◆ Task goal:
Copy every line of the records that includes the word "Ordering".

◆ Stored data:
━━━

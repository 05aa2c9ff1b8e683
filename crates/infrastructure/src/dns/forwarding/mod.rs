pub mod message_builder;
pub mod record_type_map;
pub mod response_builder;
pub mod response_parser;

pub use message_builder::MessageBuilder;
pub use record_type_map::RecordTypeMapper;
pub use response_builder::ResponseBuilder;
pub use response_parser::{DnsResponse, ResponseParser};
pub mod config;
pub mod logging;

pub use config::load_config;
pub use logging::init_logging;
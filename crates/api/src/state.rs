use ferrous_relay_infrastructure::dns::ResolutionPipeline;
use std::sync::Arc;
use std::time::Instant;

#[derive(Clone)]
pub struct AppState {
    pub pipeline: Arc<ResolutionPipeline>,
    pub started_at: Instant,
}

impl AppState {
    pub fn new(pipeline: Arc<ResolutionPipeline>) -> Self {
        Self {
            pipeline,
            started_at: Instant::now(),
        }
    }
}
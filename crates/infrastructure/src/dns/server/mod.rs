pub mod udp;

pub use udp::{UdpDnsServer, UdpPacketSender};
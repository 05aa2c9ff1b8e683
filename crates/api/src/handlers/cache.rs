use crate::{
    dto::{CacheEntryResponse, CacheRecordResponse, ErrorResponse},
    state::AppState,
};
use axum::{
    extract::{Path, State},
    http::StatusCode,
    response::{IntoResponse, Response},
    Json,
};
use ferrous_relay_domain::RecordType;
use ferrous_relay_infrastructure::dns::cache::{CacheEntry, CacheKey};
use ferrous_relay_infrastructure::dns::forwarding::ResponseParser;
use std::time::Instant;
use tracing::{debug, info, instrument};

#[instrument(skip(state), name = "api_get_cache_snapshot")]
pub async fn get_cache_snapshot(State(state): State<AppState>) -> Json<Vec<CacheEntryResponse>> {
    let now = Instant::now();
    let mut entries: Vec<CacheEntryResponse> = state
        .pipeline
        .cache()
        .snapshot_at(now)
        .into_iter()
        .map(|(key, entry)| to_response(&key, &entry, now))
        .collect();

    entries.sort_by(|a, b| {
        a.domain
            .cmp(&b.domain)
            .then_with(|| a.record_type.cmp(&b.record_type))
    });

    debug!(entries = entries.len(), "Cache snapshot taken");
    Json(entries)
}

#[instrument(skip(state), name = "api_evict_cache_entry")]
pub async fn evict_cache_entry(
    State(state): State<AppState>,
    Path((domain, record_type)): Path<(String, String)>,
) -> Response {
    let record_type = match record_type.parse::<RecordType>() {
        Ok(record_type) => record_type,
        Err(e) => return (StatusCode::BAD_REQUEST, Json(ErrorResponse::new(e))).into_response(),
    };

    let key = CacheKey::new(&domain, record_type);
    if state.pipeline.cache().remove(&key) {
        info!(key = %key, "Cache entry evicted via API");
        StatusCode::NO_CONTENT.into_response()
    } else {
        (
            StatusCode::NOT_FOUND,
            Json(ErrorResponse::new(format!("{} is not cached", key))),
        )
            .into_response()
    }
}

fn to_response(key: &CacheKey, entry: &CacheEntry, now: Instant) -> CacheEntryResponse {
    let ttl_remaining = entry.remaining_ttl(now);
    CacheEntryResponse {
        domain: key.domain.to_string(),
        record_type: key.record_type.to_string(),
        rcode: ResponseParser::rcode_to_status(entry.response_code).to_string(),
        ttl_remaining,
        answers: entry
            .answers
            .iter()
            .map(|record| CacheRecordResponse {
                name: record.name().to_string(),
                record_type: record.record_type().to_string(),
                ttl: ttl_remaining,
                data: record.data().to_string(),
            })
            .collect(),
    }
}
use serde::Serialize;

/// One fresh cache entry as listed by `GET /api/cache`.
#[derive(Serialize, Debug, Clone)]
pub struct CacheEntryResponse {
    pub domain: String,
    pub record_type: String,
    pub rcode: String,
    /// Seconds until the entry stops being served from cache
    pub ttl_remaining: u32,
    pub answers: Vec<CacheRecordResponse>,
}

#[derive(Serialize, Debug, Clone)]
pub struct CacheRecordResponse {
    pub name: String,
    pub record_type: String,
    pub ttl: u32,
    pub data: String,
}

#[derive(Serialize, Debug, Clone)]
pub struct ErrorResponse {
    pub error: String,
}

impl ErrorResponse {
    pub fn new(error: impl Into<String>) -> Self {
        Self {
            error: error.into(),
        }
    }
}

━━━

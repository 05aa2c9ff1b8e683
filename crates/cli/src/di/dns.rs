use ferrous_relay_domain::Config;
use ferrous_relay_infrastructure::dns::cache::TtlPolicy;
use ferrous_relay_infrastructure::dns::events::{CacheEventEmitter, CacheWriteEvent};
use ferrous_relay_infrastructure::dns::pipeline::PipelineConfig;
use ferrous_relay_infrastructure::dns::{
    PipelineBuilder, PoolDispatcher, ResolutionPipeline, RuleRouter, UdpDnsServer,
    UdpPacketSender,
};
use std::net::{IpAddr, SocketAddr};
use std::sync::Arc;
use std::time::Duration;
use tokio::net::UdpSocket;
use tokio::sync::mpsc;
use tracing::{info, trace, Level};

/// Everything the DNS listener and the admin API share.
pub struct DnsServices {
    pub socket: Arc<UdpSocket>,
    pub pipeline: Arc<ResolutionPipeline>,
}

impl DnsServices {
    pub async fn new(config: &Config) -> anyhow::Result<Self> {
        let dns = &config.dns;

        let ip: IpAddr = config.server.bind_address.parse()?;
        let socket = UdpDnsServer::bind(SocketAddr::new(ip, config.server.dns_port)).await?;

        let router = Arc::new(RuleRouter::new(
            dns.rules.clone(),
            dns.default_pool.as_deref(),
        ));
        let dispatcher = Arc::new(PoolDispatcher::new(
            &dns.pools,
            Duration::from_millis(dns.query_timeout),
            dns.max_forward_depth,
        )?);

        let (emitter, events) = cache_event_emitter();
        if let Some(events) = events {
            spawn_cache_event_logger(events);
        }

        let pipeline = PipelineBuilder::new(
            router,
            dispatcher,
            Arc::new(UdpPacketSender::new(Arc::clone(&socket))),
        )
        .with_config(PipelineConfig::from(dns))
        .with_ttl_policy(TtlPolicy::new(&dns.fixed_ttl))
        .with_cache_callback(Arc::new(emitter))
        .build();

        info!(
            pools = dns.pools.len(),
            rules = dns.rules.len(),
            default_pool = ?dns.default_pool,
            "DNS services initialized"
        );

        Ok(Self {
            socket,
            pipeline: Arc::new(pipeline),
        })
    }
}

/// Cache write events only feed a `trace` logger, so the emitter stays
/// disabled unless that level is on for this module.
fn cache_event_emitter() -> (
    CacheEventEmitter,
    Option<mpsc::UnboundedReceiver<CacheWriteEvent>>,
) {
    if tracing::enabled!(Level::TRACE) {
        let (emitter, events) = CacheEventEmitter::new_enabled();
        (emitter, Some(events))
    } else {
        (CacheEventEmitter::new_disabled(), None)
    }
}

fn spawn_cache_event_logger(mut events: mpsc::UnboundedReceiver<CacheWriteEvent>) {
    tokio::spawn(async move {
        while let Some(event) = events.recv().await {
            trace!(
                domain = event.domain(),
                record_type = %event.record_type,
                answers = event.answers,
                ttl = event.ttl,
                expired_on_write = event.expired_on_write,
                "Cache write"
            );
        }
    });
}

━━━

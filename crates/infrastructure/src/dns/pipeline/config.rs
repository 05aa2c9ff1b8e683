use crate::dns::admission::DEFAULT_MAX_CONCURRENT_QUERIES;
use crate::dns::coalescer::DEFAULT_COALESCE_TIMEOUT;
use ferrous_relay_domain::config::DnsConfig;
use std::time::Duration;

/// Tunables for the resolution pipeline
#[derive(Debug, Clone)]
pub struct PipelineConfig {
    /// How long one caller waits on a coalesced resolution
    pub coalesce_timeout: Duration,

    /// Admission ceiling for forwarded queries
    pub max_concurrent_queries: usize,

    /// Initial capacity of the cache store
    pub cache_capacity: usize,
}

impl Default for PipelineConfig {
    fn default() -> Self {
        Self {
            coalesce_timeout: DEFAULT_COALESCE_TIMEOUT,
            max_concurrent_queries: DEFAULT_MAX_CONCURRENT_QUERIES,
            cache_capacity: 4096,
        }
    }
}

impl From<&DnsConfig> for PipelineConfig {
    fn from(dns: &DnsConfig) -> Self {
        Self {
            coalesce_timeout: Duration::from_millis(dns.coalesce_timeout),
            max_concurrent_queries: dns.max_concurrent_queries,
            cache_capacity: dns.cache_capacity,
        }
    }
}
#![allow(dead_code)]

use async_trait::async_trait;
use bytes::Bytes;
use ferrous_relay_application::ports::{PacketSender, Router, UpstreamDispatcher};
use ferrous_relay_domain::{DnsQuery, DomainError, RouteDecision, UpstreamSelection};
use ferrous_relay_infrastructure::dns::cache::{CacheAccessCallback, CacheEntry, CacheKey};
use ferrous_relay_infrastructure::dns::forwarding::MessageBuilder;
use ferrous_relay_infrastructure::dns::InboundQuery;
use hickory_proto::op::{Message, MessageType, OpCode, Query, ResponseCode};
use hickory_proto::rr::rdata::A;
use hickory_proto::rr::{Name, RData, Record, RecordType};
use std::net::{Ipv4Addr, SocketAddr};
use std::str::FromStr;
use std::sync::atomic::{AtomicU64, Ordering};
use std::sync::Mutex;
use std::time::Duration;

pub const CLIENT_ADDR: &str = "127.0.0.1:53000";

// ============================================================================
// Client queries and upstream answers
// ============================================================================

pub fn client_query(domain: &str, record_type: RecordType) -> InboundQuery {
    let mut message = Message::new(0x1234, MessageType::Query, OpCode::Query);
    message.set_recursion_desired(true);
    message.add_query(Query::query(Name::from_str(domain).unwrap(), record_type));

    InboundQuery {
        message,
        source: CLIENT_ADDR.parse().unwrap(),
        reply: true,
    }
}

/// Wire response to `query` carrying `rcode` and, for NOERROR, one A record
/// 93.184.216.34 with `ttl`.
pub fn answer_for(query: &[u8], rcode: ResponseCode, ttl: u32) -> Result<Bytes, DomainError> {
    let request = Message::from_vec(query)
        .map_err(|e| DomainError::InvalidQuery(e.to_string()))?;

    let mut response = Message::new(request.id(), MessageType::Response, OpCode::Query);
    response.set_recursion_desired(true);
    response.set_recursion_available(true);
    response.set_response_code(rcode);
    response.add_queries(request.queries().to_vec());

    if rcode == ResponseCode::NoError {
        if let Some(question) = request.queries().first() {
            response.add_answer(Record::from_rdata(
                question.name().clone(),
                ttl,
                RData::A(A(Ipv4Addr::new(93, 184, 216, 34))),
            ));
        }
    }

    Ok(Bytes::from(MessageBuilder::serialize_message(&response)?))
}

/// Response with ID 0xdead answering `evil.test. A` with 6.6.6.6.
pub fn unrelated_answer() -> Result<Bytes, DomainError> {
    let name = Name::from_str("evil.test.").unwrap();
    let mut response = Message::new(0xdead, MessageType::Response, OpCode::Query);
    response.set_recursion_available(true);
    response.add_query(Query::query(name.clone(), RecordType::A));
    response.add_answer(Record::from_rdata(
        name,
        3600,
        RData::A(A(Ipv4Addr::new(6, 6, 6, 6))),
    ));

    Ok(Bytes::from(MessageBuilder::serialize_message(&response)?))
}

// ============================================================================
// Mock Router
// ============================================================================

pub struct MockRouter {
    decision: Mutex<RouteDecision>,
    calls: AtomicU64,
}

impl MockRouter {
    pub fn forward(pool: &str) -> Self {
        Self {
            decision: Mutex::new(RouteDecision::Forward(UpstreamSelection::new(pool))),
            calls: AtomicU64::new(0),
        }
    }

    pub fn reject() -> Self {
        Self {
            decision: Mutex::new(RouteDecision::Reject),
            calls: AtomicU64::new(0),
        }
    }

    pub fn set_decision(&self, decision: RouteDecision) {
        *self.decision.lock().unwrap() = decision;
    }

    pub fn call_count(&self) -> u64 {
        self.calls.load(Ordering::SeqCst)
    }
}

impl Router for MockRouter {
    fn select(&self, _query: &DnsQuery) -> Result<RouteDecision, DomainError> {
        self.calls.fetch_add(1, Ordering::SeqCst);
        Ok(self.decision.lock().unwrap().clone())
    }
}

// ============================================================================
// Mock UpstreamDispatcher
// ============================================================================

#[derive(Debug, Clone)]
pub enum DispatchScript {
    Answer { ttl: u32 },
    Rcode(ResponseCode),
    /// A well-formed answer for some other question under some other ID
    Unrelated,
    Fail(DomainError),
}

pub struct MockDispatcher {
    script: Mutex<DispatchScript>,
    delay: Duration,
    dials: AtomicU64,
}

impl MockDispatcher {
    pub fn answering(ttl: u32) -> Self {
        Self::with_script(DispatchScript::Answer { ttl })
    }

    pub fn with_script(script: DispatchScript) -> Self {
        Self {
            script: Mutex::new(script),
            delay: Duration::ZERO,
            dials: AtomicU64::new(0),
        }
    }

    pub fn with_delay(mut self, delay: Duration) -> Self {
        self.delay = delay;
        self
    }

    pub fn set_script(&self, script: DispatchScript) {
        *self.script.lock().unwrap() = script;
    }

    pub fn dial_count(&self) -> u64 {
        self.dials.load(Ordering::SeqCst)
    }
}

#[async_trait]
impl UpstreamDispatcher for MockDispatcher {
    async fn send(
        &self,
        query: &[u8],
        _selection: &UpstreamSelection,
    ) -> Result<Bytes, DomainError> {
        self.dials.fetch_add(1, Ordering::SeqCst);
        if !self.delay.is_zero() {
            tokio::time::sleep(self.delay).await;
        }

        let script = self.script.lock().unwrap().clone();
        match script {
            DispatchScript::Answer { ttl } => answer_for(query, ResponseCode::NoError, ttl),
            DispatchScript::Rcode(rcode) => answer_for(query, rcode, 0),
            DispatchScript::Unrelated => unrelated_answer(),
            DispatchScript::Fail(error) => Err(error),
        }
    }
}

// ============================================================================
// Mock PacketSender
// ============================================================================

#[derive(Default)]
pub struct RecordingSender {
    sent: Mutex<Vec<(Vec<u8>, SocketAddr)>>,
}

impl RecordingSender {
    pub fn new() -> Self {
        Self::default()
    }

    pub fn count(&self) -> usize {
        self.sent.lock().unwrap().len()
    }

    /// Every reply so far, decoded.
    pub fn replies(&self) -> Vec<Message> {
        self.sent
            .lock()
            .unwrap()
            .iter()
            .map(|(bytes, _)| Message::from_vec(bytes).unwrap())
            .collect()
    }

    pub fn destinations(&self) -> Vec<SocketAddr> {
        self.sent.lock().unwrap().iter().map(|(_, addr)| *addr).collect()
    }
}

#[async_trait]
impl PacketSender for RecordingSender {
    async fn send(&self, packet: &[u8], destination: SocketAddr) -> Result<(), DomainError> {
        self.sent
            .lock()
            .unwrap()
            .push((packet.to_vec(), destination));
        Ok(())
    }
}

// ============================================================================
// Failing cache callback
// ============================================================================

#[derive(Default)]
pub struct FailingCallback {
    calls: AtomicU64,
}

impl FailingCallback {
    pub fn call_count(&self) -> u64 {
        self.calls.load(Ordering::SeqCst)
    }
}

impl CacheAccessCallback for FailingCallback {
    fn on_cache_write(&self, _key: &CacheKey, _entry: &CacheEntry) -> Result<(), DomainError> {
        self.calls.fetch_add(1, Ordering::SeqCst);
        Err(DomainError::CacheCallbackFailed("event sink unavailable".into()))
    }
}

━━━

◆ Response box:
use std::sync::atomic::{AtomicU64, Ordering};
        self.calls.load(Ordering::SeqCst)
        self.calls.fetch_add(1, Ordering::SeqCst);
        self.dials.load(Ordering::SeqCst)
        self.dials.fetch_add(1, Ordering::SeqCst);
        self.calls.load(Ordering::SeqCst)
        self.calls.fetch_add(1, Ordering::SeqCst);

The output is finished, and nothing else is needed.